Autism Journey

Several years ago I was featured in an artist’s local online magazine for upcycling. I was working out of a room of our old farmhouse basement apartment by the lake. Clothing on hangers hung from the pipes that ran along the ceiling above my sewing machine. I was focusing on upcycling old clothing and fabrics into new clothing.

The article “Gap Alternative” can be found in the online publication, Provo Orem Word.  It is on pages 23-25 of  the March 2010 issue.

Here are some of my personal photos from around that time.




I interviewed with the editor of the magazine about my reasons for upcycling. In the article she describes me as using upcycling as a part of my fight against autism. She even included a quote from my old blog in the article;

“Dr. Bryan Jepson explains in his book, Changing the Course of Autism, that persons who become autistic have a lower toxin tip genetically. The increasing toxicity of our world…, causes toxin overload on their bodies. Because of their lower toxin resistance their body cannot deplete these toxins, causing autism.”

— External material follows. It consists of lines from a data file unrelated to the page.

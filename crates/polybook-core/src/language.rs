//! Languages a code block can be written in.

use std::fmt;
use std::str::FromStr;

use serde::{Deserialize, Serialize};

use crate::error::Error;

/// A supported code block language.
#[derive(Debug, Clone, Copy, PartialEq, Eq, Hash, Serialize, Deserialize)]
#[serde(rename_all = "lowercase")]
pub enum Language {
    Python,
    C,
    Cpp,
    Java,
    JavaScript,
}

/// How a language is executed.
#[derive(Debug, Clone, Copy, PartialEq, Eq)]
pub enum Strategy {
    /// Submitted to a long-lived interpreter session.
    Persistent,
    /// Written to a scratch file, optionally compiled, and run once.
    Transient,
}

impl Language {
    pub const ALL: [Language; 5] = [
        Language::Python,
        Language::C,
        Language::Cpp,
        Language::Java,
        Language::JavaScript,
    ];

    /// Canonical tag.
    pub fn as_str(&self) -> &'static str {
        match self {
            Language::Python => "python",
            Language::C => "c",
            Language::Cpp => "cpp",
            Language::Java => "java",
            Language::JavaScript => "javascript",
        }
    }

    pub fn strategy(&self) -> Strategy {
        match self {
            Language::Python => Strategy::Persistent,
            _ => Strategy::Transient,
        }
    }

    /// Guess the language from a file extension.
    pub fn from_extension(ext: &str) -> Option<Self> {
        match ext.to_ascii_lowercase().as_str() {
            "py" => Some(Language::Python),
            "c" | "h" => Some(Language::C),
            "cpp" | "cc" | "cxx" | "hpp" => Some(Language::Cpp),
            "java" => Some(Language::Java),
            "js" | "mjs" | "cjs" => Some(Language::JavaScript),
            _ => None,
        }
    }
}

impl FromStr for Language {
    type Err = Error;

    fn from_str(s: &str) -> Result<Self, Self::Err> {
        match s.trim().to_ascii_lowercase().as_str() {
            "python" | "py" | "python3" => Ok(Language::Python),
            "c" => Ok(Language::C),
            "cpp" | "c++" | "cxx" => Ok(Language::Cpp),
            "java" => Ok(Language::Java),
            "javascript" | "js" | "node" => Ok(Language::JavaScript),
            _ => Err(Error::UnsupportedLanguage(s.to_string())),
        }
    }
}

impl fmt::Display for Language {
    fn fmt(&self, f: &mut fmt::Formatter<'_>) -> fmt::Result {
        f.write_str(self.as_str())
    }
}
impl StreamDemux {
    /// Demultiplexer that treats all output as genuine from the first byte.
    pub fn new() -> Self {
        Self {
            pending: String::new(),
            raw: String::new(),
            displayed: String::new(),
            start_marker: None,
            started: true,
            completion: None,
            in_plot: false,
            skip_newline: false,
        }
    }

    /// Demultiplexer that discards everything up to and including `marker`.
    pub fn with_start_marker(marker: impl Into<String>) -> Self {
        Self {
            start_marker: Some(marker.into()),
            started: false,
            ..Self::new()
        }
    }

    /// Whether the start marker has been seen.
    pub fn is_started(&self) -> bool {
        self.started
    }

    /// Bind the demultiplexer to a new execution ending with `marker`.
    ///
    /// Output left over from a previous execution is discarded. A line break
    /// still owed by the previous marker is dropped when it arrives.
    pub fn arm(&mut self, marker: CompletionMarker) {
        if !self.pending.is_empty() || !self.displayed.is_empty() {
            tracing::debug!(
                stale = self.pending.len() + self.displayed.len(),
                "discarding output received between executions"
            );
        }
        self.pending.clear();
        self.raw.clear();
        self.displayed.clear();
        self.in_plot = false;
        self.completion = Some(marker);
    }

    /// Feed one chunk of stdout text.
    pub fn push(&mut self, chunk: &str) -> Vec<StreamEvent> {
        self.pending.push_str(chunk);
        let mut events = Vec::new();
        self.drain(&mut events);
        events
    }

    /// Feed one chunk of stderr text.
    ///
    /// Stderr carries no sentinels; it goes straight to the display once the
    /// stream has started.
    pub fn push_stderr(&mut self, chunk: &str) -> Option<StreamEvent> {
        if !self.started {
            return None;
        }
        let text = strip_sentinels(chunk);
        if text.is_empty() {
            return None;
        }
        self.displayed.push_str(&text);
        Some(StreamEvent::Display(text))
    }

    /// Append text to the display without it having been produced by the
    /// program (input echo).
    pub fn annotate(&mut self, text: &str) -> StreamEvent {
        self.displayed.push_str(text);
        StreamEvent::Display(text.to_string())
    }

    /// Text displayed so far for the current execution.
    pub fn displayed(&self) -> &str {
        &self.displayed
    }

    /// The stream has ended: flush held-back text and return the capture.
    pub fn finish(&mut self) -> (Option<StreamEvent>, ExecutionResult) {
        let tail = std::mem::take(&mut self.pending);
        let mut event = None;
        if self.started {
            self.raw.push_str(&tail);
            if !self.in_plot {
                let text = strip_sentinels(&markers::strip_plot_payloads(&tail));
                if !text.is_empty() {
                    self.displayed.push_str(&text);
                    event = Some(StreamEvent::Display(text));
                }
            }
        }
        self.in_plot = false;
        self.completion = None;
        let result = ExecutionResult {
            raw: std::mem::take(&mut self.raw),
            displayed: std::mem::take(&mut self.displayed),
        };
        (event, result)
    }

    fn drain(&mut self, events: &mut Vec<StreamEvent>) {
        loop {
            if self.skip_newline {
                if self.pending.starts_with("\r\n") {
                    self.pending.drain(..2);
                } else if self.pending.starts_with('\n') {
                    self.pending.drain(..1);
                } else if self.pending.is_empty() || self.pending == "\r" {
                    return;
                }
                self.skip_newline = false;
            }

            if !self.started {
                let Some(marker) = self.start_marker.as_deref() else {
                    self.started = true;
                    continue;
                };
                match self.pending.find(marker) {
                    Some(i) => {
                        self.pending.drain(..i + marker.len());
                        self.started = true;
                        self.skip_newline = true;
                        events.push(StreamEvent::Started);
                        continue;
                    }
                    None => {
                        let keep = markers::partial_suffix_len(&self.pending, marker);
                        let noise = self.pending.len() - keep;
                        if noise > 0 {
                            tracing::trace!(noise, "dropping output before start marker");
                            self.pending.drain(..noise);
                        }
                        return;
                    }
                }
            }

            if self.in_plot {
                match self.pending.find(PLOT_END) {
                    Some(i) => {
                        self.consume_raw(i + PLOT_END.len());
                        self.in_plot = false;
                        continue;
                    }
                    None => {
                        let keep = markers::partial_suffix_len(&self.pending, PLOT_END);
                        self.consume_raw(self.pending.len() - keep);
                        return;
                    }
                }
            }

            match self.earliest_sentinel() {
                Some((i, Sentinel::InputStart)) => {
                    let after = i + INPUT_START.len();
                    let Some(j) = self.pending[after..].find(INPUT_END) else {
                        // Hold everything from the sentinel until the end tag arrives.
                        self.emit_display(i, events);
                        return;
                    };
                    self.emit_display(i, events);
                    let prompt_start = INPUT_START.len();
                    let prompt = self.pending[prompt_start..prompt_start + j].to_string();
                    self.consume_raw(prompt_start + j + INPUT_END.len());
                    let request_id = uuid::Uuid::new_v4().to_string();
                    tracing::debug!(%request_id, %prompt, "input requested");
                    events.push(StreamEvent::InputRequest { request_id, prompt });
                }
                Some((i, Sentinel::PlotStart)) => {
                    self.emit_display(i, events);
                    self.consume_raw(PLOT_START.len());
                    self.in_plot = true;
                }
                Some((i, Sentinel::InputEnd)) => {
                    self.emit_display(i, events);
                    self.consume_raw(INPUT_END.len());
                }
                Some((i, Sentinel::PlotEnd)) => {
                    self.emit_display(i, events);
                    self.consume_raw(PLOT_END.len());
                }
                Some((i, Sentinel::Completion)) => {
                    self.emit_display(i, events);
                    let marker_len = self
                        .completion
                        .take()
                        .map(|m| m.as_str().len())
                        .unwrap_or_default();
                    self.pending.drain(..marker_len);
                    self.skip_newline = true;
                    events.push(StreamEvent::Completed(ExecutionResult {
                        raw: std::mem::take(&mut self.raw),
                        displayed: std::mem::take(&mut self.displayed),
                    }));
                }
                None => {
                    let keep = self.longest_partial_sentinel();
                    self.emit_display(self.pending.len() - keep, events);
                    return;
                }
            }
        }
    }

    fn earliest_sentinel(&self) -> Option<(usize, Sentinel)> {
        let mut candidates = vec![
            (INPUT_START, Sentinel::InputStart),
            (INPUT_END, Sentinel::InputEnd),
            (PLOT_START, Sentinel::PlotStart),
            (PLOT_END, Sentinel::PlotEnd),
        ];
        if let Some(marker) = &self.completion {
            candidates.push((marker.as_str(), Sentinel::Completion));
        }
        candidates
            .into_iter()
            .filter_map(|(text, kind)| self.pending.find(text).map(|i| (i, kind)))
            .min_by_key(|(i, _)| *i)
    }

    fn longest_partial_sentinel(&self) -> usize {
        let mut keep = [INPUT_START, INPUT_END, PLOT_START, PLOT_END]
            .into_iter()
            .map(|s| markers::partial_suffix_len(&self.pending, s))
            .max()
            .unwrap_or(0);
        if let Some(marker) = &self.completion {
            keep = keep.max(markers::partial_suffix_len(&self.pending, marker.as_str()));
        }
        keep
    }

    /// Move `len` bytes of pending text to the display (and the raw capture).
    fn emit_display(&mut self, len: usize, events: &mut Vec<StreamEvent>) {
        if len == 0 {
            return;
        }
        let text: String = self.pending.drain(..len).collect();
        self.raw.push_str(&text);
        self.displayed.push_str(&text);
        events.push(StreamEvent::Display(text));
    }

    /// Move `len` bytes of pending text to the raw capture only.
    fn consume_raw(&mut self, len: usize) {
        let text: String = self.pending.drain(..len).collect();
        self.raw.push_str(&text);
    }
}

I was introduced to autism as a teen when my then toddler brother was diagnosed. I became a warrior mom about a decade later when my oldest child was diagnosed as a toddler. The fight against autism has been an incredible journey that has changed my life forever. Many things I do as part of everyday life are a part of that journey. Upcycling is one of those things.




Upcycling fabrics holds a special place in my heart. Fabric is not one of those materials that can be thrown into the recycling bin and melted down to make new things. Reusing them is one way of fighting pollution. It helps lessen the toxins in our environment, which is obviously a good thing.




Just this year CDC has released the statistic of autism affecting 1 in 68 children, which is a sharp increase from just afew short years ago when they said it was 1 in 97.

In addition to the wonderful things they bring to this world, the children with autism in our lives are our warning voice in a toxic world. Despite their communication challenges, this message could not be clearer. Let’s listen and care for them and ourselves by caring for our environment.